- YOUR INSTRUCTIONS
Transcribe all of the records precisely as they are presented.

- PROVIDED DATA

⟨

//! `locjson` CLI — scaffold, flatten, and check localization JSON files.
//!
//! ## Usage
//!
//! ```sh
//! # Blank translation template (stdin → stdout)
//! cat ja.json | locjson template
//!
//! # Write the template straight to en.json in a locale directory
//! locjson template -i locales/ja.json --lang en --out-dir locales
//!
//! # Every leaf value, one per line
//! locjson leaves -i ja.json
//!
//! # Do the source and translation have the same keys and nesting?
//! locjson check --source ja.json --translation en.json
//!
//! # Report syntax errors with line/column
//! locjson validate -i en.json --translation
//! ```

mod logging;

use std::io::{self, Read};
use std::path::{Path, PathBuf};
use std::process;

use anyhow::{Context, Result};
use clap::{Parser, Subcommand};
use locjson_core::{JsonKind, Side};
use tracing::{debug, info};

#[derive(Parser)]
#[command(
    name = "locjson",
    version,
    about = "Scaffold, flatten, and check paired localization JSON files"
)]
struct Cli {
    #[command(subcommand)]
    command: Commands,

    /// Log debug output to stderr (overridden by RUST_LOG)
    #[arg(short, long, global = true)]
    verbose: bool,
}

#[derive(Subcommand)]
enum Commands {
    /// Write a blank translation template of a source document
    Template {
        /// Source JSON file (reads from stdin if omitted)
        #[arg(short, long)]
        input: Option<String>,
        /// Output file (writes to stdout if omitted)
        #[arg(short, long, conflicts_with = "lang")]
        output: Option<String>,
        /// Translation language; writes `<lang>.json` instead of stdout
        #[arg(long)]
        lang: Option<String>,
        /// Directory for the `<lang>.json` file (defaults to the current directory)
        #[arg(long, requires = "lang")]
        out_dir: Option<PathBuf>,
    },
    /// Print every leaf value of a document, one per line
    Leaves {
        /// Source JSON file (reads from stdin if omitted)
        #[arg(short, long)]
        input: Option<String>,
        /// Output file (writes to stdout if omitted)
        #[arg(short, long)]
        output: Option<String>,
    },
    /// Check that a translation has the same structure as its source
    Check {
        /// Source JSON file (reads from stdin if omitted)
        #[arg(short, long)]
        source: Option<String>,
        /// Translation JSON file (reads from stdin if omitted)
        #[arg(short, long)]
        translation: Option<String>,
    },
    /// Check that a file is valid JSON
    Validate {
        /// JSON file (reads from stdin if omitted)
        #[arg(short, long)]
        input: Option<String>,
        /// Label errors as coming from the translation document
        #[arg(long)]
        translation: bool,
    },
}

fn main() -> Result<()> {
    let cli = Cli::parse();
    logging::setup_logging(cli.verbose);

    match cli.command {
        Commands::Template {
            input,
            output,
            lang,
            out_dir,
        } => {
            let json = read_input(input.as_deref())?;
            let template = locjson_core::template_from_str(&json)
                .context("Failed to build translation template")?;

            match lang {
                Some(lang) => {
                    let name = locjson_core::translation_file_name(&lang)?;
                    let path = out_dir.unwrap_or_else(|| PathBuf::from(".")).join(name);
                    write_output(Some(&path), &template)?;
                    println!("Wrote {}", path.display());
                }
                None => write_output(output.as_deref().map(Path::new), &template)?,
            }
        }
        Commands::Leaves { input, output } => {
            let json = read_input(input.as_deref())?;
            let leaves =
                locjson_core::leaves_from_str(&json).context("Failed to extract leaf values")?;
            write_output(output.as_deref().map(Path::new), &leaves)?;
        }
        Commands::Check {
            source,
            translation,
        } => {
            if source.is_none() && translation.is_none() {
                anyhow::bail!("Only one of --source and --translation can be read from stdin");
            }
            let source_json = read_input(source.as_deref())?;
            let translation_json = read_input(translation.as_deref())?;

            match locjson_core::check_structure_str(&source_json, &translation_json)
                .context("Cannot check structure")?
            {
                None => println!("Structure matches."),
                Some(mismatch) => {
                    info!(pointer = %mismatch.pointer(), "structure mismatch");
                    println!("Structure does not match {}", mismatch);
                    process::exit(1);
                }
            }
        }
        Commands::Validate { input, translation } => {
            let side = if translation {
                Side::Translation
            } else {
                Side::Source
            };
            let json = read_input(input.as_deref())?;
            let value = locjson_core::parse_document(&json, side)?;
            println!("Valid JSON ({} at root)", JsonKind::of(&value));
        }
    }

    Ok(())
}

fn read_input(path: Option<&str>) -> Result<String> {
    match path {
        Some(path) => {
            debug!(path, "reading input file");
            std::fs::read_to_string(path).with_context(|| format!("Failed to read file: {}", path))
        }
        None => {
            let mut buf = String::new();
            io::stdin()
                .read_to_string(&mut buf)
                .context("Failed to read from stdin")?;
            Ok(buf)
        }
    }
}

fn write_output(path: Option<&Path>, content: &str) -> Result<()> {
    match path {
        Some(path) => {
            debug!(path = %path.display(), bytes = content.len(), "writing output file");
            std::fs::write(path, content)
                .with_context(|| format!("Failed to write file: {}", path.display()))?;
        }
        None => {
            print!("{}", content);
        }
    }
    Ok(())
}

⟩

- OUTPUT FOR THIS TASK
//! `locjson` CLI — scaffold, flatten, and check localization JSON files.
//!
//! ## Usage
//!
//! ```sh
//! # Blank translation template (stdin → stdout)
//! cat ja.json | locjson template
//!
//! # Write the template straight to en.json in a locale directory
//! locjson template -i locales/ja.json --lang en --out-dir locales
//!
//! # Every leaf value, one per line
//! locjson leaves -i ja.json
//!
//! # Do the source and translation have the same keys and nesting?
//! locjson check --source ja.json --translation en.json
//!
//! # Report syntax errors with line/column
//! locjson validate -i en.json --translation
//! ```

mod logging;

use std::io::{self, Read};
use std::path::{Path, PathBuf};
use std::process;

use anyhow::{Context, Result};
use clap::{Parser, Subcommand};
use locjson_core::{JsonKind, Side};
use tracing::{debug, info};

#[derive(Parser)]
#[command(
    name = "locjson",
    version,
    about = "Scaffold, flatten, and check paired localization JSON files"
)]
struct Cli {
    #[command(subcommand)]
    command: Commands,

    /// Log debug output to stderr (overridden by RUST_LOG)
    #[arg(short, long, global = true)]
    verbose: bool,
}

#[derive(Subcommand)]
enum Commands {
    /// Write a blank translation template of a source document
    Template {
        /// Source JSON file (reads from stdin if omitted)
        #[arg(short, long)]
        input: Option<String>,
        /// Output file (writes to stdout if omitted)
        #[arg(short, long, conflicts_with = "lang")]
        output: Option<String>,
        /// Translation language; writes `<lang>.json` instead of stdout
        #[arg(long)]
        lang: Option<String>,
        /// Directory for the `<lang>.json` file (defaults to the current directory)
        #[arg(long, requires = "lang")]
        out_dir: Option<PathBuf>,
    },
    /// Print every leaf value of a document, one per line
    Leaves {
        /// Source JSON file (reads from stdin if omitted)
        #[arg(short, long)]
        input: Option<String>,
        /// Output file (writes to stdout if omitted)
        #[arg(short, long)]
        output: Option<String>,
    },
    /// Check that a translation has the same structure as its source
    Check {
        /// Source JSON file (reads from stdin if omitted)
        #[arg(short, long)]
        source: Option<String>,
        /// Translation JSON file (reads from stdin if omitted)
        #[arg(short, long)]
        translation: Option<String>,
    },
    /// Check that a file is valid JSON
    Validate {
        /// JSON file (reads from stdin if omitted)
        #[arg(short, long)]
        input: Option<String>,
        /// Label errors as coming from the translation document
        #[arg(long)]
        translation: bool,
    },
}

fn main() -> Result<()> {
    let cli = Cli::parse();
    logging::setup_logging(cli.verbose);

    match cli.command {
        Commands::Template {
            input,
            output,
            lang,
            out_dir,
        } => {
            let json = read_input(input.as_deref())?;
            let template = locjson_core::template_from_str(&json)
                .context("Failed to build translation template")?;

            match lang {
                Some(lang) => {
                    let name = locjson_core::translation_file_name(&lang)?;
                    let path = out_dir.unwrap_or_else(|| PathBuf::from(".")).join(name);
                    write_output(Some(&path), &template)?;
                    println!("Wrote {}", path.display());
                }
                None => write_output(output.as_deref().map(Path::new), &template)?,
            }
        }
        Commands::Leaves { input, output } => {
            let json = read_input(input.as_deref())?;
            let leaves =
                locjson_core::leaves_from_str(&json).context("Failed to extract leaf values")?;
            write_output(output.as_deref().map(Path::new), &leaves)?;
        }
        Commands::Check {
            source,
            translation,
        } => {
            if source.is_none() && translation.is_none() {
                anyhow::bail!("Only one of --source and --translation can be read from stdin");
            }
            let source_json = read_input(source.as_deref())?;
            let translation_json = read_input(translation.as_deref())?;

            match locjson_core::check_structure_str(&source_json, &translation_json)
                .context("Cannot check structure")?
            {
                None => println!("Structure matches."),
                Some(mismatch) => {
                    info!(pointer = %mismatch.pointer(), "structure mismatch");
                    println!("Structure does not match {}", mismatch);
                    process::exit(1);
                }
            }
        }
        Commands::Validate { input, translation } => {
            let side = if translation {
                Side::Translation
            } else {
                Side::Source
            };
            let json = read_input(input.as_deref())?;
            let value = locjson_core::parse_document(&json, side)?;
            println!("Valid JSON ({} at root)", JsonKind::of(&value));
        }
    }

    Ok(())
}

fn read_input(path: Option<&str>) -> Result<String> {
    match path {
        Some(path) => {
            debug!(path, "reading input file");
            std::fs::read_to_string(path).with_context(|| format!("Failed to read file: {}", path))
        }
        None => {
            let mut buf = String::new();
            io::stdin()
                .read_to_string(&mut buf)
                .context("Failed to read from stdin")?;
            Ok(buf)
        }
    }
}

fn write_output(path: Option<&Path>, content: &str) -> Result<()> {
    match path {
        Some(path) => {
            debug!(path = %path.display(), bytes = content.len(), "writing output file");
            std::fs::write(path, content)
                .with_context(|| format!("Failed to write file: {}", path.display()))?;
        }
        None => {
            print!("{}", content);
        }
    }
    Ok(())
}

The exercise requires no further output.